▸ Work order
From the data below, return all lines holding the string "expected".

[Stored data]
===============
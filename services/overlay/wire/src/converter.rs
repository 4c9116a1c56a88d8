//! Conversion between typed protocol messages and message blocks.
//!
//! Structured payloads are JSON-encoded. Every decode operation first checks
//! the block's type against the type it expects, so a mismatch is reported
//! as such instead of as a parse failure.

use crate::error::ProtocolError;
use crate::message::{MessageBlock, MessageType, MAX_MESSAGE_BLOCK_DATA_LENGTH};
use crate::payload::{
    ChannelCreationRequest, ChannelCreationResponse, FileHeader, FileTransferSectionInfo,
    HandshakeData, ToolDescriptorListUpdate, ToolDocumentationRequest,
    ToolDocumentationResponse, ToolExecutionEvent, ToolExecutionRequest,
    ToolExecutionRequestResponse, ToolExecutionResult,
};
use serde::de::DeserializeOwned;
use serde::Serialize;
use std::fmt;
use tracing::{trace, warn};

/// Substituted for empty error goodbye messages
pub const GOODBYE_PLACEHOLDER_MESSAGE: &str = "<no message available>";

/// Substituted when a received goodbye message is not valid UTF-8
pub const UNDECODABLE_GOODBYE_MESSAGE: &str = "<undecodable error message>";

/// Classification of error goodbye messages
#[derive(Debug, Clone, Copy, PartialEq, Eq, Hash)]
pub enum ProtocolErrorType {
    /// Peers speak incompatible protocol versions
    ProtocolVersionMismatch,
    /// Handshake content was missing or invalid
    InvalidHandshakeData,
    /// The accepting side failed internally
    InternalServerError,
    /// The connecting side failed internally
    InternalClientError,
    /// Transport-level failure
    LowLevelConnectionError,
    /// Another client already uses the requested namespace
    ClientNamespaceCollision,
}

impl ProtocolErrorType {
    /// All error types
    pub const ALL: [ProtocolErrorType; 6] = [
        ProtocolErrorType::ProtocolVersionMismatch,
        ProtocolErrorType::InvalidHandshakeData,
        ProtocolErrorType::InternalServerError,
        ProtocolErrorType::InternalClientError,
        ProtocolErrorType::LowLevelConnectionError,
        ProtocolErrorType::ClientNamespaceCollision,
    ];

    /// Code used for messages without a recognized type
    pub const UNKNOWN_CODE: &'static str = "E99";

    /// Short code prefixed to wrapped messages
    pub fn code(self) -> &'static str {
        match self {
            ProtocolErrorType::ProtocolVersionMismatch => "E1",
            ProtocolErrorType::InvalidHandshakeData => "E2",
            ProtocolErrorType::InternalServerError => "E3",
            ProtocolErrorType::InternalClientError => "E4",
            ProtocolErrorType::LowLevelConnectionError => "E5",
            ProtocolErrorType::ClientNamespaceCollision => "E6",
        }
    }

    /// Prefix a message with this type's code
    pub fn wrap(self, message: &str) -> String {
        format!("{}: {}", self.code(), message)
    }

    /// Split a wrapped message into its type, if recognized, and the message text
    pub fn unwrap_message(wrapped: &str) -> (Option<ProtocolErrorType>, String) {
        if let Some((code, rest)) = wrapped.split_once(": ") {
            if let Some(t) = Self::ALL.iter().copied().find(|t| t.code() == code) {
                return (Some(t), rest.to_string());
            }
            if code == Self::UNKNOWN_CODE {
                return (None, rest.to_string());
            }
        }
        (None, wrapped.to_string())
    }
}

impl fmt::Display for ProtocolErrorType {
    fn fmt(&self, f: &mut fmt::Formatter<'_>) -> fmt::Result {
        write!(f, "{:?}", self)
    }
}

/// Encodes and decodes protocol messages for one session
#[derive(Debug, Clone)]
pub struct MessageConverter {
    log_identity: String,
}

impl MessageConverter {
    /// Create a converter; `log_identity` prefixes trace output
    pub fn new(log_identity: impl Into<String>) -> Self {
        Self {
            log_identity: log_identity.into(),
        }
    }

    /// Encode handshake data for either direction
    pub fn encode_handshake(&self, data: &HandshakeData) -> Result<MessageBlock, ProtocolError> {
        self.encode_json(MessageType::Handshake, data)
    }

    /// Decode handshake data
    pub fn decode_handshake(&self, block: &MessageBlock) -> Result<HandshakeData, ProtocolError> {
        self.decode_json(MessageType::Handshake, block)
    }

    /// Encode an empty goodbye signalling a regular shutdown
    pub fn encode_goodbye(&self) -> MessageBlock {
        MessageBlock::empty(MessageType::Goodbye)
    }

    /// Encode a goodbye carrying an error message.
    ///
    /// Never fails: empty messages are replaced by a placeholder and overlong
    /// ones are truncated at a character boundary.
    pub fn encode_error_goodbye(&self, message: &str) -> MessageBlock {
        let message = if message.is_empty() {
            warn!(
                "[{}] Was requested to encode an empty error message; replacing with a placeholder",
                self.log_identity
            );
            GOODBYE_PLACEHOLDER_MESSAGE
        } else {
            message
        };

        let mut end = message.len().min(MAX_MESSAGE_BLOCK_DATA_LENGTH);
        while !message.is_char_boundary(end) {
            end -= 1;
        }
        let bytes = message.as_bytes()[..end].to_vec();

        match MessageBlock::new(MessageType::Goodbye, bytes) {
            Ok(block) => block,
            Err(_) => MessageBlock::new(MessageType::Goodbye, GOODBYE_PLACEHOLDER_MESSAGE.as_bytes())
                .unwrap_or_else(|_| MessageBlock::empty(MessageType::Goodbye)),
        }
    }

    /// Decode a goodbye: `None` for a regular goodbye, the error text otherwise
    pub fn decode_goodbye(&self, block: &MessageBlock) -> Result<Option<String>, ProtocolError> {
        block.expect_type(MessageType::Goodbye)?;
        if block.is_empty() {
            return Ok(None);
        }
        match std::str::from_utf8(block.data()) {
            Ok(text) => Ok(Some(text.to_string())),
            Err(_) => Ok(Some(UNDECODABLE_GOODBYE_MESSAGE.to_string())),
        }
    }

    /// Encode a tool descriptor list update
    pub fn encode_tool_descriptor_list_update(
        &self,
        update: &ToolDescriptorListUpdate,
    ) -> Result<MessageBlock, ProtocolError> {
        self.encode_json(MessageType::ToolDescriptorListUpdate, update)
    }

    /// Decode a tool descriptor list update
    pub fn decode_tool_descriptor_list_update(
        &self,
        block: &MessageBlock,
    ) -> Result<ToolDescriptorListUpdate, ProtocolError> {
        self.decode_json(MessageType::ToolDescriptorListUpdate, block)
    }

    /// Encode a channel creation request
    pub fn encode_channel_creation_request(
        &self,
        request: &ChannelCreationRequest,
    ) -> Result<MessageBlock, ProtocolError> {
        self.encode_json(MessageType::ChannelInit, request)
    }

    /// Decode a channel creation request
    pub fn decode_channel_creation_request(
        &self,
        block: &MessageBlock,
    ) -> Result<ChannelCreationRequest, ProtocolError> {
        self.decode_json(MessageType::ChannelInit, block)
    }

    /// Encode a channel creation response
    pub fn encode_channel_creation_response(
        &self,
        response: &ChannelCreationResponse,
    ) -> Result<MessageBlock, ProtocolError> {
        self.encode_json(MessageType::ChannelInitResponse, response)
    }

    /// Decode a channel creation response
    pub fn decode_channel_creation_response(
        &self,
        block: &MessageBlock,
    ) -> Result<ChannelCreationResponse, ProtocolError> {
        self.decode_json(MessageType::ChannelInitResponse, block)
    }

    /// Encode a tool execution request
    pub fn encode_tool_execution_request(
        &self,
        request: &ToolExecutionRequest,
    ) -> Result<MessageBlock, ProtocolError> {
        self.encode_json(MessageType::ToolExecutionRequest, request)
    }

    /// Decode a tool execution request
    pub fn decode_tool_execution_request(
        &self,
        block: &MessageBlock,
    ) -> Result<ToolExecutionRequest, ProtocolError> {
        self.decode_json(MessageType::ToolExecutionRequest, block)
    }

    /// Encode the response to an execution request
    pub fn encode_tool_execution_request_response(
        &self,
        response: &ToolExecutionRequestResponse,
    ) -> Result<MessageBlock, ProtocolError> {
        self.encode_json(MessageType::ToolExecutionRequestResponse, response)
    }

    /// Decode the response to an execution request
    pub fn decode_tool_execution_request_response(
        &self,
        block: &MessageBlock,
    ) -> Result<ToolExecutionRequestResponse, ProtocolError> {
        self.decode_json(MessageType::ToolExecutionRequestResponse, block)
    }

    /// Encode a batch of execution events
    pub fn encode_tool_execution_events(
        &self,
        batch: &[ToolExecutionEvent],
    ) -> Result<MessageBlock, ProtocolError> {
        self.encode_json(MessageType::ToolExecutionEvents, batch)
    }

    /// Decode a batch of execution events
    pub fn decode_tool_execution_events(
        &self,
        block: &MessageBlock,
    ) -> Result<Vec<ToolExecutionEvent>, ProtocolError> {
        self.decode_json(MessageType::ToolExecutionEvents, block)
    }

    /// Create a cancellation request; it carries no payload
    pub fn create_tool_cancellation_request(&self) -> MessageBlock {
        MessageBlock::empty(MessageType::ToolCancellationRequest)
    }

    /// Encode the final result of an execution
    pub fn encode_tool_execution_result(
        &self,
        result: &ToolExecutionResult,
    ) -> Result<MessageBlock, ProtocolError> {
        self.encode_json(MessageType::ToolExecutionFinished, result)
    }

    /// Decode the final result of an execution
    pub fn decode_tool_execution_result(
        &self,
        block: &MessageBlock,
    ) -> Result<ToolExecutionResult, ProtocolError> {
        self.decode_json(MessageType::ToolExecutionFinished, block)
    }

    /// Encode the start of a file transfer section
    pub fn encode_file_transfer_section_start(
        &self,
        info: &FileTransferSectionInfo,
    ) -> Result<MessageBlock, ProtocolError> {
        self.encode_json(MessageType::FileTransferSectionStart, info)
    }

    /// Decode the start of a file transfer section
    pub fn decode_file_transfer_section_start(
        &self,
        block: &MessageBlock,
    ) -> Result<FileTransferSectionInfo, ProtocolError> {
        self.decode_json(MessageType::FileTransferSectionStart, block)
    }

    /// Create the end marker of a file transfer section
    pub fn create_file_transfer_section_end(&self) -> MessageBlock {
        MessageBlock::empty(MessageType::FileTransferSectionEnd)
    }

    /// Encode a file header
    pub fn encode_file_header(&self, header: &FileHeader) -> Result<MessageBlock, ProtocolError> {
        self.encode_json(MessageType::FileHeader, header)
    }

    /// Decode a file header
    pub fn decode_file_header(&self, block: &MessageBlock) -> Result<FileHeader, ProtocolError> {
        self.decode_json(MessageType::FileHeader, block)
    }

    /// Encode a documentation request
    pub fn encode_documentation_request(
        &self,
        request: &ToolDocumentationRequest,
    ) -> Result<MessageBlock, ProtocolError> {
        self.encode_json(MessageType::ToolDocumentationRequest, request)
    }

    /// Decode a documentation request
    pub fn decode_documentation_request(
        &self,
        block: &MessageBlock,
    ) -> Result<ToolDocumentationRequest, ProtocolError> {
        self.decode_json(MessageType::ToolDocumentationRequest, block)
    }

    /// Encode a documentation response
    pub fn encode_documentation_response(
        &self,
        response: &ToolDocumentationResponse,
    ) -> Result<MessageBlock, ProtocolError> {
        self.encode_json(MessageType::ToolDocumentationResponse, response)
    }

    /// Decode a documentation response
    pub fn decode_documentation_response(
        &self,
        block: &MessageBlock,
    ) -> Result<ToolDocumentationResponse, ProtocolError> {
        self.decode_json(MessageType::ToolDocumentationResponse, block)
    }

    fn encode_json<T: Serialize + ?Sized>(
        &self,
        message_type: MessageType,
        value: &T,
    ) -> Result<MessageBlock, ProtocolError> {
        let json = serde_json::to_vec(value).map_err(|e| ProtocolError::Encode {
            message_type,
            reason: e.to_string(),
        })?;
        trace!(
            "[{}] Encoded JSON message of type {}; output: '{}'",
            self.log_identity,
            message_type,
            String::from_utf8_lossy(&json)
        );
        MessageBlock::new(message_type, json).map_err(|e| ProtocolError::Encode {
            message_type,
            reason: e.to_string(),
        })
    }

    fn decode_json<T: DeserializeOwned>(
        &self,
        expected: MessageType,
        block: &MessageBlock,
    ) -> Result<T, ProtocolError> {
        block.expect_type(expected)?;
        trace!(
            "[{}] Decoding JSON message of type {}; input: '{}'",
            self.log_identity,
            expected,
            String::from_utf8_lossy(block.data())
        );
        serde_json::from_slice(block.data()).map_err(|e| ProtocolError::MalformedPayload {
            message_type: expected,
            reason: e.to_string(),
        })
    }
}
===============
▸ Written solution
        expected: MessageType,
        block.expect_type(expected)?;
            expected,
            message_type: expected,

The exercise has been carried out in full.